Task details:
Below are the entries to work from; restate word for word the portion that opens with the line containing "subject/session/run directory tree." and closes with the line containing "a discovery invocation.", keeping both.

Excerpted records:
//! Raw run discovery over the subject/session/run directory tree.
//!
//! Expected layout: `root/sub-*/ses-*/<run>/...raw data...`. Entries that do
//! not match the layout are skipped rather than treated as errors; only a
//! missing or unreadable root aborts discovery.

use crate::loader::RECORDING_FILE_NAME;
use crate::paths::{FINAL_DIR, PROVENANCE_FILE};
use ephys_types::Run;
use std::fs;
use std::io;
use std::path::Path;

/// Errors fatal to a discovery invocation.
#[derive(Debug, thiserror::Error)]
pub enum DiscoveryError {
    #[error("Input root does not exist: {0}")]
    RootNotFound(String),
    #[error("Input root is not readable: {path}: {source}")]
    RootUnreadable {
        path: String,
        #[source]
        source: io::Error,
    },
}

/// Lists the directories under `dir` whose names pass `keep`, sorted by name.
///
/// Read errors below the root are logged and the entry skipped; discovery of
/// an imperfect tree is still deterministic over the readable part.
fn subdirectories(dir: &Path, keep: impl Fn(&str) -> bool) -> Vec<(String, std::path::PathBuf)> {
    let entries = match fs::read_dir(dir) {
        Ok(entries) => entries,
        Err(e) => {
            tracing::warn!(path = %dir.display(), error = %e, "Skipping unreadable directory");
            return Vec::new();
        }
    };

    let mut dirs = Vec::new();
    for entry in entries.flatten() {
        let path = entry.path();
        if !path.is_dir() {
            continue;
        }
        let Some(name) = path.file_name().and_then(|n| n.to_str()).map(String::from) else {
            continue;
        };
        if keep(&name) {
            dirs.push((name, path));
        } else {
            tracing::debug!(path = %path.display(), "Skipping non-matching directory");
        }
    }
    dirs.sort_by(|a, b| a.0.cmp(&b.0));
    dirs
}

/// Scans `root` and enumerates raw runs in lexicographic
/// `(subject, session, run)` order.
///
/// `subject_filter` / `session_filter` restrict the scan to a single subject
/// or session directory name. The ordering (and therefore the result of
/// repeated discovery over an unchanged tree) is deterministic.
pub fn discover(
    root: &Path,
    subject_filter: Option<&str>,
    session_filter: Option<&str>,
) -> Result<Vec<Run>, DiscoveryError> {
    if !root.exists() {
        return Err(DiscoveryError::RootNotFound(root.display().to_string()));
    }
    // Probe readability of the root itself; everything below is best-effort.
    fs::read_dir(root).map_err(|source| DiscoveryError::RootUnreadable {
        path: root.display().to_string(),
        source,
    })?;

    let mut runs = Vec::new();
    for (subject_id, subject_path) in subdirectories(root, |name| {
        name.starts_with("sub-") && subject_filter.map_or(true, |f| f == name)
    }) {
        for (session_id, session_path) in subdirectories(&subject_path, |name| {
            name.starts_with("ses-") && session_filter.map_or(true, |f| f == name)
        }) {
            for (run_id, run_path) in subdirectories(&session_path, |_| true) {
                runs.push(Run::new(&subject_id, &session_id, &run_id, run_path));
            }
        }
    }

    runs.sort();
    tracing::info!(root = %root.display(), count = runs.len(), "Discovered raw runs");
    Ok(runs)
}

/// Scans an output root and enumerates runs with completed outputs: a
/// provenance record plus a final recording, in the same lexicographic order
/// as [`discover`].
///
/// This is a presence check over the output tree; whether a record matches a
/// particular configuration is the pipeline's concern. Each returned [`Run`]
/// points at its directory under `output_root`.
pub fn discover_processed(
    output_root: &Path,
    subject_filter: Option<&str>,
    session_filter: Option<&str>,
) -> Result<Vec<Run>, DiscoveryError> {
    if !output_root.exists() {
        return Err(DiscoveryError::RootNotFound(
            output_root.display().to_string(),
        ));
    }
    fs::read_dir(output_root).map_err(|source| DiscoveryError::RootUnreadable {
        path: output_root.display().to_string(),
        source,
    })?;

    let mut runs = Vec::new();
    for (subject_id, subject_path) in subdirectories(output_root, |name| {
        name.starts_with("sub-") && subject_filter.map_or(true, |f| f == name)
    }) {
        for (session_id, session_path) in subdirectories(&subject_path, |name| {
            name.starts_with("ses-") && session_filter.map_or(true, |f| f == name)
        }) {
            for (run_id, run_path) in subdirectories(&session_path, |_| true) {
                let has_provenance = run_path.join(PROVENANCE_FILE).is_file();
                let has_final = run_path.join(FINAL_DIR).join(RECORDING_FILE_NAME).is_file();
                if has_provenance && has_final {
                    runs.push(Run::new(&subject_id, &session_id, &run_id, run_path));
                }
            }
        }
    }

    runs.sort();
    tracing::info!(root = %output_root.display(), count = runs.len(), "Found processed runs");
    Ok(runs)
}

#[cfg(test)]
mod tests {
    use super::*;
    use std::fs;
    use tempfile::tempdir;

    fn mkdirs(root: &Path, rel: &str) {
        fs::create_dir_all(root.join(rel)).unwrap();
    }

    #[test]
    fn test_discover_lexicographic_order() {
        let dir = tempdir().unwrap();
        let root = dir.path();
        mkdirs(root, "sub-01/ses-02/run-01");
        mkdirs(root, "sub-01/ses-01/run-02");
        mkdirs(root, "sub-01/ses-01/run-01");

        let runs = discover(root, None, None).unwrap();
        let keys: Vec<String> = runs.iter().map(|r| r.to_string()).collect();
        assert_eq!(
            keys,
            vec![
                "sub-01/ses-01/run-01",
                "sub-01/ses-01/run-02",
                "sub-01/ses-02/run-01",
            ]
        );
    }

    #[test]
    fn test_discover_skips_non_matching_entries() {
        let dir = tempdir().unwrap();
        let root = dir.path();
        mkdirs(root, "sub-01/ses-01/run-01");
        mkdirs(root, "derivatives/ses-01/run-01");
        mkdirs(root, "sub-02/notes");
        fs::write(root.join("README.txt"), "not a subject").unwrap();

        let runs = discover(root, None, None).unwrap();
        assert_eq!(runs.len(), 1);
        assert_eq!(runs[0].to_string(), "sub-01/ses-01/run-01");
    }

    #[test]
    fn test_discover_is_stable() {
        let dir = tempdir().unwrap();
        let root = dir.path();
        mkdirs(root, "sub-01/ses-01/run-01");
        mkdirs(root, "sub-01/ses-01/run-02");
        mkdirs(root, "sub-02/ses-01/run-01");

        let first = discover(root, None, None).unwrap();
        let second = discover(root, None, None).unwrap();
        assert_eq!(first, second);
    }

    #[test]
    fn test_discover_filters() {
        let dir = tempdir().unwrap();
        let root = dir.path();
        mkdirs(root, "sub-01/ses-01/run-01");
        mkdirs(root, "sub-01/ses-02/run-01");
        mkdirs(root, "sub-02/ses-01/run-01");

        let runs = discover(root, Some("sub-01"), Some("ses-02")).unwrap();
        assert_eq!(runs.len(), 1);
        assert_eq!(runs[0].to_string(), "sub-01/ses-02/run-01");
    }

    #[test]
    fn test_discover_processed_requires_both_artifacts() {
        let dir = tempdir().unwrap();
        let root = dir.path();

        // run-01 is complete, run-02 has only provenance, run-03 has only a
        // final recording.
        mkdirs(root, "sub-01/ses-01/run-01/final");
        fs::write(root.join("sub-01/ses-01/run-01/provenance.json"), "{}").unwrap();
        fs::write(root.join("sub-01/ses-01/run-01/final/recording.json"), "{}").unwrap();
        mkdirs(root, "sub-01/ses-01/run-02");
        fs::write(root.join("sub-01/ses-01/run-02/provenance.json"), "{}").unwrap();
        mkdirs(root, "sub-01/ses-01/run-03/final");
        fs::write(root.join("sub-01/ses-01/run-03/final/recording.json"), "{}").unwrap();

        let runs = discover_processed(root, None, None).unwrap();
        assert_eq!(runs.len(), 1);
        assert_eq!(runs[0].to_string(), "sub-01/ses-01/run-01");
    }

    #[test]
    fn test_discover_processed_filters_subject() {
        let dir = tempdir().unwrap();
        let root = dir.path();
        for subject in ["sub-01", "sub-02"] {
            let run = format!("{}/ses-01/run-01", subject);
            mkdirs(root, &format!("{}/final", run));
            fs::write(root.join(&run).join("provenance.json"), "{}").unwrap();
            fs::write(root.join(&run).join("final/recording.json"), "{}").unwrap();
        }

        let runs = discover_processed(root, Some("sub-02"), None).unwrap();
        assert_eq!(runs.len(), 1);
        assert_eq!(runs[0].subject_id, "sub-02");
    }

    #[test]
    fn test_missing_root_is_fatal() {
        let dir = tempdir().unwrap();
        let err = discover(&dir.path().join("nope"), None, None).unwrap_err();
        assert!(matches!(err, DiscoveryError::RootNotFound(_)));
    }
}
==
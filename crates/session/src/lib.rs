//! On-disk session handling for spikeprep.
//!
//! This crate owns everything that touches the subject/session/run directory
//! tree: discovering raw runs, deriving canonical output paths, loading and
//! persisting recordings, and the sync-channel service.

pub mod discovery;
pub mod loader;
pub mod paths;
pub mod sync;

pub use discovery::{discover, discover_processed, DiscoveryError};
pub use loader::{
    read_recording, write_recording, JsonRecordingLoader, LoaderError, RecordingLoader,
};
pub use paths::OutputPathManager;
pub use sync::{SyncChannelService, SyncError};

Answer:
//! Raw run discovery over the subject/session/run directory tree.
//!
//! Expected layout: `root/sub-*/ses-*/<run>/...raw data...`. Entries that do
//! not match the layout are skipped rather than treated as errors; only a
//! missing or unreadable root aborts discovery.

use crate::loader::RECORDING_FILE_NAME;
use crate::paths::{FINAL_DIR, PROVENANCE_FILE};
use ephys_types::Run;
use std::fs;
use std::io;
use std::path::Path;

/// Errors fatal to a discovery invocation.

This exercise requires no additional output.